Evaluation of the possible influence of hepatitis C virus and liver fibrosis on HIV type 1 immunological and virological outcomes


Dr Julio Collazos, Infectious Disease Unit, Hospital de Galdácano-Usánsolo, B. Labeaga s/n, Vizcaya 48960, Spain. Tel: +34 94 400 7005; fax: +34 94 400 7133; e-mail: med003033@saludalia.com


Objectives The aim of the study was to evaluate the possible effect of hepatitis C virus (HCV) coinfection on the viroimmunological outcomes of HIV-1 infection.

Methods A cross-sectional study of 805 patients with active HCV infection receiving or not receiving antiretroviral therapy (ART) was carried out.
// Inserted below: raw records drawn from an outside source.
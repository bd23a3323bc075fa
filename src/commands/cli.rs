//! `cli` — run the engine directly with a profile's base arguments.
//!
//! Everything after the profile name is forwarded verbatim; no flag parsing
//! is applied to the tail, so engine flags like `--json` pass straight
//! through. The engine runs in the foreground and its exit code becomes
//! ours.

use anyhow::Result;

use crate::{
    config::{Config, Profile},
    process, restic,
};

/// Execute `restic <base> <extra…>` attached to the terminal.
pub fn run(cfg: &Config, profile_name: &str, extra: &[String]) -> Result<()> {
    let profile = cfg.profile(profile_name)?;
    let args = passthrough_args(cfg, profile, extra);
    process::run_foreground(restic::PROGRAM, &args, &restic::env(profile))
}

/// Base arguments with the caller's tail appended untouched.
pub fn passthrough_args(cfg: &Config, profile: &Profile, extra: &[String]) -> Vec<String> {
    let mut args = restic::base_args(cfg, profile);
    args.extend(extra.iter().cloned());
    args
}

// ─── Tests ────────────────────────────────────────────────────────────────────
//! `run` — execute (or preview) a backup profile.
//!
//! The default is a dry run: the full engine invocation is printed as one
//! shell-quoted line (without the program name) and nothing is executed.
//! `--go` runs the same arguments in the foreground, with the engine owning
//! the terminal and its exit code becoming ours.
//!
//! # Argument order
//!
//! ```text
//! <base>  backup  [--tag T]…  [--exclude P]…  <includes>…  <extra args>…
//! ```
//!
//! Excludes come before includes, and group patterns are appended after the
//! profile's own (see [`Profile::effective_patterns`]) — the engine resolves
//! pattern precedence by position, so this order is part of the contract.

use anyhow::Result;

use crate::{
    config::{Config, Profile},
    process, restic, ui,
};

// ─── Entry point ──────────────────────────────────────────────────────────────

/// Run the named profile, or print its invocation when `go` is false.
pub fn run(cfg: &Config, profile_name: &str, go: bool) -> Result<()> {
    let profile = cfg.profile(profile_name)?;

    ui::info(&format!("Selected profile: {profile_name}"));
    if !go {
        ui::warn("Running in dry-run mode. Run tool again with '--go' option to execute backup.");
    }
    ui::info("Beginning backup...");

    let args = build_backup_args(cfg, profile);

    if go {
        process::run_foreground(restic::PROGRAM, &args, &restic::env(profile))
    } else {
        println!("{}", restic::render_command(&args));
        Ok(())
    }
}

// ─── Argument builder ─────────────────────────────────────────────────────────

/// Full argument list for the engine's `backup` subcommand.
///
/// `pub` so unit tests can call it directly without restic installed.
pub fn build_backup_args(cfg: &Config, profile: &Profile) -> Vec<String> {
    let (include, exclude) = profile.effective_patterns();

    let mut args = restic::base_args(cfg, profile);
    args.push("backup".into());
    for tag in &profile.tags {
        args.push("--tag".into());
        args.push(tag.clone());
    }
    for pattern in &exclude {
        args.push("--exclude".into());
        args.push(pattern.clone());
    }
    args.extend(include);
    args.extend(profile.args.iter().cloned());
    args
}

// ─── Tests ────────────────────────────────────────────────────────────────────
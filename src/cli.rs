//! Command-line argument types.
//!
//! Everything `clap` touches is confined to this module; the handlers in
//! [`crate::commands`] receive plain strings and booleans and never see the
//! parser. `main` parses exactly once and dispatches on [`Subcommand`].

use std::path::PathBuf;

use clap::Parser;

/// Top-level CLI arguments, shared across every subcommand.
#[derive(Parser, Debug)]
#[command(
    name    = "restic-vault",
    about   = "A profile-driven restic wrapper with encrypted offline dumps",
    version,
    // Name and version on one line, then usage and the argument table.
    help_template = "\
{before-help}{name} {version}
{about}

{usage-heading} {usage}

{all-args}{after-help}"
)]
pub struct Cli {
    /// Path to the configuration file.
    ///
    /// Defaults to `.restic-vault.toml` in your home directory.  Use
    /// `--config /path/to/other.toml` to point at a different config, e.g.
    /// from a cron job that manages several vaults.
    #[arg(short, long, value_name = "PATH")]
    pub config: Option<PathBuf>,

    /// Subcommand to run.
    #[command(subcommand)]
    pub command: Subcommand,
}

/// One variant per subcommand; handlers live in [`crate::commands`].
#[derive(clap::Subcommand, Debug, PartialEq)]
pub enum Subcommand {
    /// Execute a backup profile.
    ///
    /// Without `--go` this is a dry run: the engine arguments are printed,
    /// shell-quoted, and nothing is executed.
    Run {
        /// Name of the profile to back up.
        profile: String,

        /// Actually execute the backup instead of printing it.
        #[arg(short, long)]
        go: bool,
    },

    /// Run the engine directly with a profile's base arguments.
    ///
    /// Everything after the profile name is passed to restic untouched, so
    /// `restic-vault cli home snapshots --json` works as expected.
    Cli {
        /// Name of the profile supplying repo and credentials.
        profile: String,

        /// Arguments forwarded to restic verbatim.
        #[arg(trailing_var_arg = true, allow_hyphen_values = true)]
        args: Vec<String>,
    },

    /// Print the base engine invocation for scripting.
    ///
    /// Written without a trailing newline so it composes with command
    /// substitution: `$(restic-vault command home) snapshots`.
    Command {
        /// Name of the profile to render.
        profile: String,
    },

    /// Dump snapshots as encrypted, compressed archives.
    ///
    /// Each snapshot becomes a `.tar.zst.aes` file at DESTINATION.  Only
    /// works on Unix systems (the pipeline utilities are Unix-only).
    Dump {
        /// Directory that receives the finished archives.
        destination: String,

        /// Name of the profile whose repository is dumped.
        profile: String,

        /// Snapshot ids to dump; defaults to 'latest'.
        snapshots: Vec<String>,
    },

    /// Decrypt and decompress an archive produced by `dump`.
    ///
    /// Pass `-` to read from stdin or write to stdout.
    Decrypt {
        /// Archive to read, or `-` for stdin.
        file_input: String,

        /// Tar file to write, or `-` for stdout.
        file_output: String,
    },

    /// List the profiles defined in the config file.
    List,
}

// ─── Tests ────────────────────────────────────────────────────────────────────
Results A number of parameters were significantly associated with undetectable HIV-1 viral load in univariate analyses, such as age, toxic habits, CD4 cell count, liver test results, HCV viral load and ART. However, only current ART (P<0.0001), CD4 cell count (P<0.0001), age (P=0.004) and current injecting drug use (P=0.02) were independently associated with undetectable viral load in multivariate analysis. None of the many HCV- and liver fibrosis-related parameters analysed showed a significant association with HIV-1 viral load or CD4 cell count in multivariate analyses, with the exception of the annual fibrosis progression index which almost reached statistical significance in the subgroup of ART-untreated patients (P=0.06) and was inversely predictive of CD4 cell count in the whole group (P=0.007). However, its relative weight was modest, as it only explained 0.8% of the total variability in CD4 cell count.

Conclusions HCV-related parameters did not significantly affect virological and immunological outcomes of HIV-1 infection in ART-treated and untreated patients. In contrast, liver fibrosis, as measured using the annual fibrosis progression index, was inversely associated with CD4 cell count, although its weight was relatively small. Therefore, HCV- and liver fibrosis-related factors do not seem appreciably to influence these outcomes from a practical viewpoint in ART-naïve patients, nor impair CD4 and HIV-1 viral load responses to ART.